Friday, July 10, 2009

By switching between flashbacks and the present, and sprinkling in some gritty scenes (child rape) and colorful detail (quoting John Wayne) Chris Abani builds a compelling narrative through the first half Graceland, like the beginning of a roller coaster ride clacking you to the top of the first big hill. About halfway through I felt eager and anxious that the rest of the novel would be a frightening, downward spiral—I was right. Abani unfolds his story woven with interesting characters in a land less than paradise (slums of Lagos); there is always a nagging sense that things are not going to be pretty. This, I assume, is the way life in Lagos’ netherworlds really is, which is why I am was a little disappointed in the “Hollywood,” sort of cheesy final pages.
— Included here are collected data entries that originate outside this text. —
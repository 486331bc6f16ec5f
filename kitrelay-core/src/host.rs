//! Host contracts
//!
//! The engine pulls current runtime state from the host application when it
//! activates a kit, and hands attribution results back to it. Everything here
//! is owned by collaborators outside the engine; [`StaticHost`] is a simple
//! in-memory implementation for tools and tests.

use std::collections::BTreeMap;
use std::sync::RwLock;

use crate::config::HostConfig;
use crate::types::{
    Activity, Attributes, AttributionError, AttributionResult, IdentityType, KitId,
    PushRegistration,
};

/// Identities and attributes of the current user.
#[derive(Debug, Clone, Default, PartialEq)]
pub struct UserSnapshot {
    pub identities: BTreeMap<IdentityType, String>,
    pub attributes: Attributes,
    pub attribute_lists: BTreeMap<String, Vec<String>>,
}

/// Runtime state the engine reads from the host.
pub trait HostState: Send + Sync {
    /// The foreground screen container, if one is showing.
    fn current_activity(&self) -> Option<Activity> {
        None
    }

    fn current_user(&self) -> Option<UserSnapshot> {
        None
    }

    fn push_registration(&self) -> Option<PushRegistration> {
        None
    }

    fn install_referrer(&self) -> Option<String> {
        None
    }

    /// Bucket (0-99) the user falls into, for kit bracketing.
    fn user_bucket(&self) -> u8 {
        0
    }

    fn is_opted_out(&self) -> bool {
        false
    }

    /// Drop attributes the host stored on behalf of a removed kit.
    fn clear_integration_attributes(&self, _kit_id: KitId) {}
}

/// Receives attribution outcomes reported by kits.
pub trait AttributionListener: Send + Sync {
    fn on_result(&self, result: &AttributionResult);

    fn on_error(&self, error: &AttributionError);
}

#[derive(Debug, Default)]
struct StaticHostState {
    activity: Option<Activity>,
    user: Option<UserSnapshot>,
    push_registration: Option<PushRegistration>,
    install_referrer: Option<String>,
    user_bucket: u8,
    opted_out: bool,
    integration_attributes: BTreeMap<KitId, Attributes>,
}

/// Host state held in memory and set explicitly.
#[derive(Debug, Default)]
pub struct StaticHost {
    state: RwLock<StaticHostState>,
}

impl StaticHost {
    pub fn new() -> Self {
        Self::default()
    }

    pub fn from_config(config: &HostConfig) -> Self {
        let host = Self::new();
        host.set_user_bucket(config.user_bucket);
        host.set_opted_out(config.opted_out);
        host
    }

    fn update(&self, f: impl FnOnce(&mut StaticHostState)) {
        match self.state.write() {
            Ok(mut state) => f(&mut state),
            Err(e) => tracing::warn!(error = %e, "Host state lock poisoned; update dropped"),
        }
    }

    fn read<T: Default>(&self, f: impl FnOnce(&StaticHostState) -> T) -> T {
        self.state.read().map(|state| f(&state)).unwrap_or_default()
    }

    pub fn set_activity(&self, activity: Option<Activity>) {
        self.update(|s| s.activity = activity);
    }

    pub fn set_user(&self, user: Option<UserSnapshot>) {
        self.update(|s| s.user = user);
    }

    pub fn set_push_registration(&self, registration: Option<PushRegistration>) {
        self.update(|s| s.push_registration = registration);
    }

    pub fn set_install_referrer(&self, referrer: Option<String>) {
        self.update(|s| s.install_referrer = referrer);
    }

    pub fn set_user_bucket(&self, bucket: u8) {
        self.update(|s| s.user_bucket = bucket);
    }

    pub fn set_opted_out(&self, opted_out: bool) {
        self.update(|s| s.opted_out = opted_out);
    }

    pub fn set_integration_attributes(&self, kit_id: KitId, attributes: Attributes) {
        self.update(|s| {
            s.integration_attributes.insert(kit_id, attributes);
        });
    }

    pub fn integration_attributes(&self, kit_id: KitId) -> Option<Attributes> {
        self.read(|s| s.integration_attributes.get(&kit_id).cloned())
    }
}

impl HostState for StaticHost {
    fn current_activity(&self) -> Option<Activity> {
        self.read(|s| s.activity.clone())
    }

    fn current_user(&self) -> Option<UserSnapshot> {
        self.read(|s| s.user.clone())
    }

    fn push_registration(&self) -> Option<PushRegistration> {
        self.read(|s| s.push_registration.clone())
    }

    fn install_referrer(&self) -> Option<String> {
        self.read(|s| s.install_referrer.clone())
    }

    fn user_bucket(&self) -> u8 {
        self.read(|s| s.user_bucket)
    }

    fn is_opted_out(&self) -> bool {
        self.read(|s| s.opted_out)
    }

    fn clear_integration_attributes(&self, kit_id: KitId) {
        self.update(|s| {
            s.integration_attributes.remove(&kit_id);
        });
    }
}

#[cfg(test)]
mod tests {
    use super::*;

    #[test]
    fn test_static_host_round_trips_values() {
        let host = StaticHost::from_config(&HostConfig {
            user_bucket: 30,
            opted_out: true,
        });
        assert_eq!(host.user_bucket(), 30);
        assert!(host.is_opted_out());
        assert!(host.current_activity().is_none());

        host.set_activity(Some(Activity::new("MainActivity")));
        assert_eq!(host.current_activity(), Some(Activity::new("MainActivity")));
    }

    #[test]
    fn test_clear_integration_attributes() {
        let host = StaticHost::new();
        let mut attrs = Attributes::new();
        attrs.insert("campaign".to_string(), "x".to_string());
        host.set_integration_attributes(4, attrs);
        assert!(host.integration_attributes(4).is_some());

        host.clear_integration_attributes(4);
        assert!(host.integration_attributes(4).is_none());
    }
}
Graceland by Chris AbaniI, having never visited a real-deal slum, have foggy ideas of its poverty, of putrid streets and filthy public toilets. Bare bedrooms and drug deals in the shadows. Guns tucked under t-shirts and barefoot children padding down litter-strewn, unpaved roads. Details make a story unique to the author, place, and narrative. In Graceland, examples include intermittent allusions to Igbo customs and offhand remarks mixing local, animalist beliefs into the narrative. In one quick scene, the protagonist Elvis Oke is young, in the yard, fetching water for his bath and whistling the theme song from Casablanca. His grandmother admonishes him: “Elvis, stop dat! You know it is taboo to whistle at night. You will attract a spirit.” Without that witchy-warning, this slummy backyard could be anywhere: the backstreets of Tijuana, forgotten parts of Queens, the sprawl of New Delhi, the favelas of São Paulo. Details are what bring it back to Lagos each time. Yam recipes. Palm oil and palm wine. Herbal remedies and anti-witchcraft concoctions—these are Nigerian.

Graceland’s overarching themes (boy becomes a man; vulnerability in the face of violent regimes, etc) are universal. The main character, Elvis Oke, mulls over a decision to follow his dream of becoming a dancer, noting, “There was a positive side to not trying at something: you could always pretend that your life would have been different if you had.” Who can’t relate to having to make such a decision?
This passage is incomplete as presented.